Temporal Trends in Anemia Management and Major Clinical Outcomes in Incident Dialysis Patients in Canada

Session Information

Category: Anemia and Iron Metabolism

  • 200 Anemia and Iron Metabolism


  • Canney, Mark, The University of British Columbia, Vancouver, British Columbia, Canada
  • Birks, Peter C., BC Provincial Renal Agency, Vancouver, British Columbia, Canada
  • Shao, Selena, BC Provincial Renal Agency, Vancouver, British Columbia, Canada
  • Parfrey, Patrick S., Memorial University of Newfoundland, St. John's, Newfoundland, Canada
  • Djurdjev, Ognjenka, BC Provincial Renal Agency, Vancouver, British Columbia, Canada
  • Levin, Adeera, The University of British Columbia, Vancouver, British Columbia, Canada

Several jurisdictions have adopted a more conservative approach to anemia in patients receiving dialysis amid safety concerns from target hemoglobin trials. Outside of the US, it is unknown if this has contributed to a change in outcomes. In this retrospective national cohort study, we sought to examine the association between the era of anemia management and major clinical outcomes in incident dialysis patients in Canada.
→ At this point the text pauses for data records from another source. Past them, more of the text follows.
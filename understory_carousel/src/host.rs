// Copyright 2025 the Understory Authors
// SPDX-License-Identifier: Apache-2.0 OR MIT

//! Host contracts: the rendering surface, repaint loop, timers, and page navigation.
//!
//! ## Overview
//!
//! The carousel never paints, schedules, or scrolls on its own. It calls into a
//! [`Host`] for each of those side effects and expects the host to call back for the
//! asynchronous tails:
//!
//! - After [`Host::request_frame_loop`], call
//!   [`Carousel::on_frame`](crate::carousel::Carousel::on_frame) once per frame with the
//!   returned handle until it returns `false` or the loop is cancelled.
//! - After [`Host::schedule_cooldown`], call
//!   [`Carousel::on_cooldown_elapsed`](crate::carousel::Carousel::on_cooldown_elapsed)
//!   with the token once the delay has passed. Stale tokens are ignored, so firing
//!   late or twice is harmless.

use core::time::Duration;

use crate::track::Controls;

/// Handle for an active repaint-loop registration, minted by the host.
#[derive(Copy, Clone, Debug, Eq, PartialEq, Hash)]
pub struct FrameHandle(u64);

impl FrameHandle {
    /// Wrap a host-specific id (for example a `requestAnimationFrame` id).
    pub const fn new(id: u64) -> Self {
        Self(id)
    }

    /// The host-specific id.
    pub const fn id(self) -> u64 {
        self.0
    }
}

/// Token identifying one wheel cooldown window, minted by the carousel.
///
/// Hosts store it and hand it back when the delay has elapsed.
#[derive(Copy, Clone, Debug, Eq, PartialEq, Hash)]
pub struct CooldownToken(pub(crate) u32);

/// Options for [`Host::scroll_into_view`].
#[derive(Copy, Clone, Debug, Eq, PartialEq)]
pub struct ScrollIntoView {
    /// Animate the scroll instead of jumping.
    pub smooth: bool,
    /// Center the container in the viewport on both axes.
    pub centered: bool,
}

impl Default for ScrollIntoView {
    fn default() -> Self {
        Self {
            smooth: true,
            centered: true,
        }
    }
}

/// Side effects the carousel needs from its environment.
pub trait Host {
    /// Apply a horizontal translation, in pixels, to the slide track.
    fn apply_offset(&mut self, px: f64);

    /// Start calling back once per frame; see the module docs.
    fn request_frame_loop(&mut self) -> FrameHandle;

    /// Stop a loop started by [`request_frame_loop`](Self::request_frame_loop).
    fn cancel_frame_loop(&mut self, handle: FrameHandle);

    /// Call back with `token` after `delay`.
    fn schedule_cooldown(&mut self, delay: Duration, token: CooldownToken);

    /// Scroll the carousel container into the viewport.
    fn scroll_into_view(&mut self, options: ScrollIntoView);

    /// Update the enabled state of the prev/next controls.
    fn set_controls(&mut self, controls: Controls);

    /// Toggle the "grabbing" state on the slider surface.
    fn set_grabbing(&mut self, grabbing: bool);
}

#[cfg(test)]
pub(crate) mod recording {
    //! A host that records every call and runs a fake clock.

    use alloc::vec::Vec;
    use core::time::Duration;

    use super::{CooldownToken, FrameHandle, Host, ScrollIntoView};
    use crate::carousel::Carousel;
    use crate::track::Controls;

    #[derive(Debug, Default)]
    pub(crate) struct RecordingHost {
        pub(crate) now: Duration,
        pub(crate) offsets: Vec<f64>,
        pub(crate) scrolls: Vec<ScrollIntoView>,
        pub(crate) controls: Option<Controls>,
        pub(crate) grabbing: bool,
        pub(crate) frame: Option<FrameHandle>,
        pub(crate) cancelled: Vec<FrameHandle>,
        pub(crate) pending: Vec<(Duration, CooldownToken)>,
        next_frame_id: u64,
    }

    impl RecordingHost {
        pub(crate) fn last_offset(&self) -> Option<f64> {
            self.offsets.last().copied()
        }

        /// Advance the clock, delivering every cooldown that falls due.
        pub(crate) fn advance(&mut self, carousel: &mut Carousel, by: Duration) {
            self.now += by;
            let now = self.now;
            let (due, pending): (Vec<_>, Vec<_>) =
                self.pending.drain(..).partition(|(at, _)| *at <= now);
            self.pending = pending;
            for (_, token) in due {
                carousel.on_cooldown_elapsed(token);
            }
        }

        /// Run one frame of the active repaint loop, if any.
        pub(crate) fn pump_frame(&mut self, carousel: &mut Carousel) {
            if let Some(handle) = self.frame
                && !carousel.on_frame(handle, self)
            {
                self.frame = None;
            }
        }
    }

    impl Host for RecordingHost {
        fn apply_offset(&mut self, px: f64) {
            self.offsets.push(px);
        }

        fn request_frame_loop(&mut self) -> FrameHandle {
            self.next_frame_id += 1;
            let handle = FrameHandle::new(self.next_frame_id);
            self.frame = Some(handle);
            handle
        }

        fn cancel_frame_loop(&mut self, handle: FrameHandle) {
            self.cancelled.push(handle);
            if self.frame == Some(handle) {
                self.frame = None;
            }
        }

        fn schedule_cooldown(&mut self, delay: Duration, token: CooldownToken) {
            self.pending.push((self.now + delay, token));
        }

        fn scroll_into_view(&mut self, options: ScrollIntoView) {
            self.scrolls.push(options);
        }

        fn set_controls(&mut self, controls: Controls) {
            self.controls = Some(controls);
        }

        fn set_grabbing(&mut self, grabbing: bool) {
            self.grabbing = grabbing;
        }
    }
}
The Canadian Organ Replacement Register was used to identify 35,945 adult patients who initiated hemodialysis or peritoneal dialysis from Jan 1 2007 to Dec 31 2015. Time at risk started on day 90 of dialysis and continued for a minimum of 12 months to capture outcomes via data linkage with hospital discharge diagnoses. Patients were categorized into 3 time periods anchored to landmark target hemoglobin trials and publication of anemia guidelines: Era 1 (Jan 2007-Dec 2009); Era 2 (Jan 2010-Dec 2012); Era 3 (Jan 2013-Dec 2015). Cox proportional hazards regression models were used to investigate the association between era and the primary composite outcome (acute myocardial infarction (AMI), stroke or mortality).


The mean hemoglobin at dialysis initiation decreased from 102.9g/L in 2007 to 95.5g/L in 2015, corresponding with a doubling in the prevalence of hemoglobin <80g/L (8% to 17%) and a reduction in ESA use (49% to 44%). A total of 11,810 events were observed during 66,844 person years of follow-up. After multivariable adjustment, Era 3 was associated with an 8% relative risk reduction in the primary outcome compared to Era 1 (hazard ratio (HR) 0.92, 95% confidence interval (CI) 0.88-0.96), driven by a reduction in all-cause mortality (HR 0.90, 95% CI 0.85-0.94) without a reduction in AMI or stroke. In a model without era, neither hemoglobin nor ESA use was an independent predictor of mortality.


There have been modest declines in average hemoglobin values and ESA use among incident dialysis patients in Canada. Unlike the US, there has been no temporal reduction in stroke. Patient survival has improved over time, likely for reasons other than anemia management. An increasing number of patients are starting dialysis with a hemoglobin <80g/L, which represents a substantial shift in practice and merits further investigation in terms of patient-centered outcomes.